Arsenal fans, however, were convinced that the referee had been bribed. ‘Can’t you see that the ref was bribed? I mean, it was so blatant! How could he have given those decisions? You know, Newcastle were awfully quiet in the transfer market but made a lot of money selling Andy Carroll but people fail to notice the new number nine at the club – Phil Dowd!’, said a disgruntled fan. There were even shouts of ‘Arsene! Sign him up!’ with regards to Dowd from the amused Newcastle fans who couldn’t believe their luck. Clearly, they hadn’t lost their sense of humor.

The men in blue to be felicitated


With public opinion firmly against the UPA government in light of the recent price rise and inflation, the union HRD minister, Kapil Sibal, has taken it upon himself to reverse the fortunes of the government. He has hit upon a brilliant idea to use the popularity of cricket among Indians to score some brownie points. ‘If India wins the world cup, we shall felicitate the winning heroes.

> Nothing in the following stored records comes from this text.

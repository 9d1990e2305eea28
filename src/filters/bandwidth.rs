//! Bandwidth at a threshold below a reference level.
//!
//! Input is a magnitude response in dB over frequency. The result is the
//! first frequency (linearly interpolated between bins) at which the
//! response falls below `reference - threshold`.

use crate::error::{Result, ScopeError};
use crate::graph::{is_frequency_domain, Filter, FilterParameter, NodeCore, RefreshContext, Stream};
use crate::units::Unit;
use crate::waveform::AnalogView;

pub const NAME: &str = "Bandwidth";

pub const PARAM_REFERENCE: &str = "Reference Level";
pub const PARAM_THRESHOLD: &str = "Threshold";

/// First interpolated X where `view` drops below `level`, if it ever does
pub fn first_below(view: AnalogView<'_>, level: f64) -> Option<f64> {
    let samples = view.samples();
    let first = samples.first()?;
    if (*first as f64) < level {
        return Some(view.offset_scaled(0) as f64);
    }
    for i in 1..samples.len() {
        let (a, b) = (samples[i - 1] as f64, samples[i] as f64);
        if b < level {
            let x0 = view.offset_scaled(i - 1) as f64;
            let x1 = view.offset_scaled(i) as f64;
            let frac = if a == b { 1.0 } else { (a - level) / (a - b) };
            return Some(x0 + frac * (x1 - x0));
        }
    }
    None
}

#[derive(Debug)]
pub struct BandwidthFilter {
    core: NodeCore,
}

impl BandwidthFilter {
    pub fn new(color: &str) -> Self {
        let mut core = NodeCore::new(NAME, color);
        core.create_input("din");
        core.add_stream(Stream::scalar("bandwidth", Unit::Hertz));
        let params = core.parameters_mut();
        params.insert(PARAM_REFERENCE, FilterParameter::float(0.0, Unit::Db));
        params.insert(PARAM_THRESHOLD, FilterParameter::float(3.0, Unit::Db));
        Self { core }
    }
}

impl Filter for BandwidthFilter {
    crate::graph::filter_core!();

    fn validate_channel(&self, i: usize, stream: &Stream) -> bool {
        i == 0 && is_frequency_domain(stream) && stream.y_unit == Unit::Db
    }

    fn refresh(&mut self, ctx: &mut RefreshContext<'_>) -> Result<()> {
        let reference = self.core.parameters().float(PARAM_REFERENCE);
        let threshold = self.core.parameters().float(PARAM_THRESHOLD);
        let hz_per_unit = ctx
            .input(0)
            .and_then(|s| s.x_unit.hertz_scale())
            .unwrap_or(1.0);
        let view = ctx.analog_input(0)?;
        let level = reference - threshold;
        let bw = first_below(view, level).ok_or_else(|| {
            ScopeError::InvalidInput(format!("response never falls below {} dB", level))
        })?;
        self.core.set_output_value(0, bw * hz_per_unit);
        Ok(())
    }
}

#[cfg(test)]
mod tests {
    use super::*;
    use crate::filters::test_support;
    use crate::graph::StreamType;
    use crate::waveform::UniformWaveform;

    /// Flat to `corner`, then falling 20 dB/decade-ish with exactly -3 dB at `corner`
    fn response(bin_hz: i64, bins: usize, corner: f64) -> Stream {
        let samples = (0..bins)
            .map(|i| {
                let f = i as f64 * bin_hz as f64;
                if f <= corner {
                    -3.0 * (f / corner).powi(8) as f32
                } else {
                    (-3.0 - 20.0 * (f / corner).log10()) as f32
                }
            })
            .collect();
        test_support::spectrum_stream(UniformWaveform::from_samples(samples, bin_hz).into(), Unit::Db)
    }

    #[test]
    fn test_three_db_point() {
        let mut f = BandwidthFilter::new("#ffffff");
        let bin = 1_000_000;
        let input = response(bin, 2000, 500e6);
        test_support::refresh(&mut f, &[&input]).unwrap();
        let bw = f.core().stream(0).unwrap().value().unwrap();
        assert!((bw - 500e6).abs() <= bin as f64, "bandwidth {}", bw);
    }

    #[test]
    fn test_millihertz_axis_reports_hertz() {
        let mut f = BandwidthFilter::new("#ffffff");
        let mut input = response(1_000_000, 2000, 500e6);
        // Same response with the axis stored in millihertz: 1 kHz bins over 2 MHz
        input.x_unit = Unit::Millihertz;
        test_support::refresh(&mut f, &[&input]).unwrap();
        let bw = f.core().stream(0).unwrap().value().unwrap();
        assert!((bw - 500e3).abs() <= 1e3, "bandwidth {}", bw);
    }

    #[test]
    fn test_flat_response_is_an_error() {
        let mut f = BandwidthFilter::new("#ffffff");
        let input = test_support::spectrum_stream(UniformWaveform::from_samples(vec![0.0f32; 64], 10).into(), Unit::Db);
        assert!(test_support::refresh(&mut f, &[&input]).is_err());
    }

    #[test]
    fn test_requires_db_spectrum() {
        let f = BandwidthFilter::new("#ffffff");
        assert!(!f.validate_channel(0, &Stream::analog("t", Unit::Volts)));
        assert!(f.validate_channel(0, &Stream::new("m", StreamType::Analog, Unit::Hertz, Unit::Db)));
    }
}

For this, I am announcing here that the winning heroes will be made part of folklore and part of Indian history. If India wins, I will change a long standing nursery rhyme – Jack and Jill. I will personally make it, “Jack and Jill went up the hill to fetch a pale of water from the well of course. You know, Jack fell down and …Also, the popular story of little red riding hood shall be changed to little blue riding hood, in honor of the world cup winning heroes. Seeing that many of them have not completed their class XII, I shall even waive these off.’, he added.

Eager to cash in on the popularity, in an unheard of step, Mr.Sibal has also taken responsibility for India’s finest hour in cricket. ‘I am Kapil and I led India to world cup glory in 1983.’, he claimed. ‘No one can deny me or the UPA govt. this. It was all due to the leadership of Sonia ji and Manhohan ji. Without them, this victory would not have been possible. I think the real credit goes to them. I would also like to thank my family and friends for supporting me and helping me through troubled time. I would also like to thank Sonia ji and … er, I’ve said that already, haven’t I?…’ Finance Minister, Pranab Mukherjee, however, is said to be incensed that his name was not mentioned and hence has decided to cut the Union HRD ministry’s budget, according to reports.

Kubica survives


Robert Kubica, the Polish F1 driver was involved in a horrific accident when he was racing in a rally car. His car was involved in a high speed shunt putting his life in serious danger. His arm and leg were said to be in critical condition and he was immediately rushed to the hospital and after a 7-hour surgery, the doctor came out and said triumphantly, ‘We’ve operated for a marathon 7 hours and have managed to saver Kubica’s hand.’ ‘When he came in, it was cold and almost gone but we have used great ingenuity and have managed to save his hand’, he said, beaming. At this point, one reporter (we are too humble to say that it was one of our reporters) asked, ‘What about the rest of him? Did you manage to save that as well?’ Upon hearing this, the doctor was heard mumbling something and dashed back into the operating theatre. We have sources who tell us that these were the precise words that the doctor mumbled: ‘Damn it! I knew I’d forgotten something!’ Thankfully, Robert Kubica is safe but it will be a while yet until he returns to competitive racing.